Extracted data:
//! Host adapter.
//!
//! A host (wiki engine, image server, the bundled CLI) raises three events.
//! [`TransformHooks`] has one method per event and [`Thumbro`] implements it
//! by calling into the pure matcher/builder and the runner.
//!
//! ```text
//! on_before_transform   request → match → build → run → (comment) → outcome
//! on_check_image_area   source  → match (no target size yet) → bool
//! on_software_info      run `vips -v` → versions
//! ```

use crate::config::Config;
use crate::scaling::{
    CommandExecutor, ShellExecutor, build_commands, find_rule, query_version, run_chain,
    set_comment,
};
use crate::types::{SourceFile, ThumbnailOutput, TransformOutcome, TransformRequest};
use serde::Serialize;
use std::path::PathBuf;

/// One entry of diagnostic software information.
#[derive(Debug, Clone, PartialEq, Eq, Serialize)]
pub struct SoftwareVersion {
    /// Library name as configured (e.g. `libvips`).
    pub name: String,
    /// Homepage from the library's `url`, when configured.
    #[serde(skip_serializing_if = "Option::is_none")]
    pub url: Option<String>,
    pub version: String,
}

/// An external program the configuration refers to, and where it resolved.
#[derive(Debug, Clone, PartialEq, Eq, Serialize)]
pub struct ToolLocation {
    /// What the program is used for, e.g. `libvips` or `exiv2`.
    pub role: String,
    pub program: String,
    /// `None` when the program is not on `PATH`.
    pub path: Option<PathBuf>,
}

/// Resolve every configured program on `PATH`.
pub fn locate_tools(config: &Config) -> Vec<ToolLocation> {
    let mut programs: Vec<(String, &str)> = Vec::new();
    for (name, lib) in &config.libraries {
        programs.push((name.clone(), lib.command.as_str()));
        if let Some(version_command) = &lib.version_command {
            programs.push((format!("{name} (version)"), version_command.as_str()));
        }
    }
    programs.push(("exiv2".to_string(), config.exiv2_command.as_str()));

    programs
        .into_iter()
        .filter(|(_, program)| !program.trim().is_empty())
        .map(|(role, program)| ToolLocation {
            role,
            program: program.to_string(),
            path: which::which(program).ok(),
        })
        .collect()
}

/// Events a host raises during thumbnailing.
pub trait TransformHooks {
    /// Offer a thumbnail request. `NotHandled` means use the default scaler.
    fn on_before_transform(&self, request: &TransformRequest) -> TransformOutcome;

    /// Whether thumbnails of `source` would be produced externally, in which
    /// case the host's own maximum image area does not apply.
    fn on_check_image_area(&self, source: &SourceFile) -> bool;

    /// Versions of external software, for diagnostics pages.
    fn on_software_info(&self) -> Vec<SoftwareVersion>;
}

/// The external scaler, bound to a configuration and an executor.
pub struct Thumbro<E: CommandExecutor = ShellExecutor> {
    config: Config,
    executor: E,
}

impl Thumbro<ShellExecutor> {
    pub fn new(config: Config) -> Self {
        Self::with_executor(config, ShellExecutor::new())
    }
}

impl<E: CommandExecutor> Thumbro<E> {
    pub fn with_executor(config: Config, executor: E) -> Self {
        Self { config, executor }
    }

    #[cfg(test)]
    pub(crate) fn executor(&self) -> &E {
        &self.executor
    }
}

impl<E: CommandExecutor> TransformHooks for Thumbro<E> {
    fn on_before_transform(&self, request: &TransformRequest) -> TransformOutcome {
        if !self.config.enabled {
            return TransformOutcome::NotHandled;
        }

        let Some(matched) = find_rule(
            &self.config,
            &request.source,
            &request.dest_mime_type,
            Some(request.physical),
        ) else {
            tracing::debug!(
                source = %request.source.path.display(),
                dest_mime = %request.dest_mime_type,
                "no rule matched, falling back"
            );
            return TransformOutcome::NotHandled;
        };

        let commands = build_commands(request, &matched);
        if commands.is_empty() {
            return TransformOutcome::NotHandled;
        }

        tracing::debug!(
            source = %request.source.path.display(),
            rule = matched.index,
            "creating thumbnail using {}",
            matched.rule.library
        );

        let path = match run_chain(
            &self.executor,
            &commands,
            self.config.limits.max_file_size_kib,
        ) {
            Ok(path) => path,
            Err(error) => return TransformOutcome::Failed(error),
        };

        if matched.rule.set_comment {
            if let Some(comment) = request.comment.as_deref().filter(|c| !c.is_empty()) {
                set_comment(&self.executor, &self.config.exiv2_command, &path, comment);
            }
        }

        TransformOutcome::Thumbnail(ThumbnailOutput {
            path,
            url: request.dest_url.clone(),
            width: request.client.width,
            height: request.client.height,
        })
    }

    fn on_check_image_area(&self, source: &SourceFile) -> bool {
        if !self.config.enabled {
            return false;
        }
        let (_, dest_mime) = self.config.thumb_type(&source.mime_type);
        let handled = find_rule(&self.config, source, &dest_mime, None).is_some();
        if handled {
            tracing::debug!(source = %source.path.display(), "overriding max image area");
        }
        handled
    }

    fn on_software_info(&self) -> Vec<SoftwareVersion> {
        self.config
            .libraries
            .iter()
            .filter_map(|(name, lib)| {
                let program = lib.version_command.as_deref()?;
                let version = query_version(&self.executor, program)?;
                Some(SoftwareVersion {
                    name: name.clone(),
                    url: lib.url.clone(),
                    version,
                })
            })
            .collect()
    }
}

Problem to solve: Faithfully write out the entire listing, line by line.

Answer to this exercise:
//! Host adapter.
//!
//! A host (wiki engine, image server, the bundled CLI) raises three events.
//! [`TransformHooks`] has one method per event and [`Thumbro`] implements it
//! by calling into the pure matcher/builder and the runner.
//!
//! ```text
//! on_before_transform   request → match → build → run → (comment) → outcome
//! on_check_image_area   source  → match (no target size yet) → bool
//! on_software_info      run `vips -v` → versions
//! ```

use crate::config::Config;
use crate::scaling::{
    CommandExecutor, ShellExecutor, build_commands, find_rule, query_version, run_chain,
    set_comment,
};
use crate::types::{SourceFile, ThumbnailOutput, TransformOutcome, TransformRequest};
use serde::Serialize;
use std::path::PathBuf;

/// One entry of diagnostic software information.
#[derive(Debug, Clone, PartialEq, Eq, Serialize)]
pub struct SoftwareVersion {
    /// Library name as configured (e.g. `libvips`).
    pub name: String,
    /// Homepage from the library's `url`, when configured.
    #[serde(skip_serializing_if = "Option::is_none")]
    pub url: Option<String>,
    pub version: String,
}

/// An external program the configuration refers to, and where it resolved.
#[derive(Debug, Clone, PartialEq, Eq, Serialize)]
pub struct ToolLocation {
    /// What the program is used for, e.g. `libvips` or `exiv2`.
    pub role: String,
    pub program: String,
    /// `None` when the program is not on `PATH`.
    pub path: Option<PathBuf>,
}

/// Resolve every configured program on `PATH`.
pub fn locate_tools(config: &Config) -> Vec<ToolLocation> {
    let mut programs: Vec<(String, &str)> = Vec::new();
    for (name, lib) in &config.libraries {
        programs.push((name.clone(), lib.command.as_str()));
        if let Some(version_command) = &lib.version_command {
            programs.push((format!("{name} (version)"), version_command.as_str()));
        }
    }
    programs.push(("exiv2".to_string(), config.exiv2_command.as_str()));

    programs
        .into_iter()
        .filter(|(_, program)| !program.trim().is_empty())
        .map(|(role, program)| ToolLocation {
            role,
            program: program.to_string(),
            path: which::which(program).ok(),
        })
        .collect()
}

/// Events a host raises during thumbnailing.
pub trait TransformHooks {
    /// Offer a thumbnail request. `NotHandled` means use the default scaler.
    fn on_before_transform(&self, request: &TransformRequest) -> TransformOutcome;

    /// Whether thumbnails of `source` would be produced externally, in which
    /// case the host's own maximum image area does not apply.
    fn on_check_image_area(&self, source: &SourceFile) -> bool;

    /// Versions of external software, for diagnostics pages.
    fn on_software_info(&self) -> Vec<SoftwareVersion>;
}

/// The external scaler, bound to a configuration and an executor.
pub struct Thumbro<E: CommandExecutor = ShellExecutor> {
    config: Config,
    executor: E,
}

impl Thumbro<ShellExecutor> {
    pub fn new(config: Config) -> Self {
        Self::with_executor(config, ShellExecutor::new())
    }
}

impl<E: CommandExecutor> Thumbro<E> {
    pub fn with_executor(config: Config, executor: E) -> Self {
        Self { config, executor }
    }

    #[cfg(test)]
    pub(crate) fn executor(&self) -> &E {
        &self.executor
    }
}

impl<E: CommandExecutor> TransformHooks for Thumbro<E> {
    fn on_before_transform(&self, request: &TransformRequest) -> TransformOutcome {
        if !self.config.enabled {
            return TransformOutcome::NotHandled;
        }

        let Some(matched) = find_rule(
            &self.config,
            &request.source,
            &request.dest_mime_type,
            Some(request.physical),
        ) else {
            tracing::debug!(
                source = %request.source.path.display(),
                dest_mime = %request.dest_mime_type,
                "no rule matched, falling back"
            );
            return TransformOutcome::NotHandled;
        };

        let commands = build_commands(request, &matched);
        if commands.is_empty() {
            return TransformOutcome::NotHandled;
        }

        tracing::debug!(
            source = %request.source.path.display(),
            rule = matched.index,
            "creating thumbnail using {}",
            matched.rule.library
        );

        let path = match run_chain(
            &self.executor,
            &commands,
            self.config.limits.max_file_size_kib,
        ) {
            Ok(path) => path,
            Err(error) => return TransformOutcome::Failed(error),
        };

        if matched.rule.set_comment {
            if let Some(comment) = request.comment.as_deref().filter(|c| !c.is_empty()) {
                set_comment(&self.executor, &self.config.exiv2_command, &path, comment);
            }
        }

        TransformOutcome::Thumbnail(ThumbnailOutput {
            path,
            url: request.dest_url.clone(),
            width: request.client.width,
            height: request.client.height,
        })
    }

    fn on_check_image_area(&self, source: &SourceFile) -> bool {
        if !self.config.enabled {
            return false;
        }
        let (_, dest_mime) = self.config.thumb_type(&source.mime_type);
        let handled = find_rule(&self.config, source, &dest_mime, None).is_some();
        if handled {
            tracing::debug!(source = %source.path.display(), "overriding max image area");
        }
        handled
    }

    fn on_software_info(&self) -> Vec<SoftwareVersion> {
        self.config
            .libraries
            .iter()
            .filter_map(|(name, lib)| {
                let program = lib.version_command.as_deref()?;
                let version = query_version(&self.executor, program)?;
                Some(SoftwareVersion {
                    name: name.clone(),
                    url: lib.url.clone(),
                    version,
                })
            })
            .collect()
    }
}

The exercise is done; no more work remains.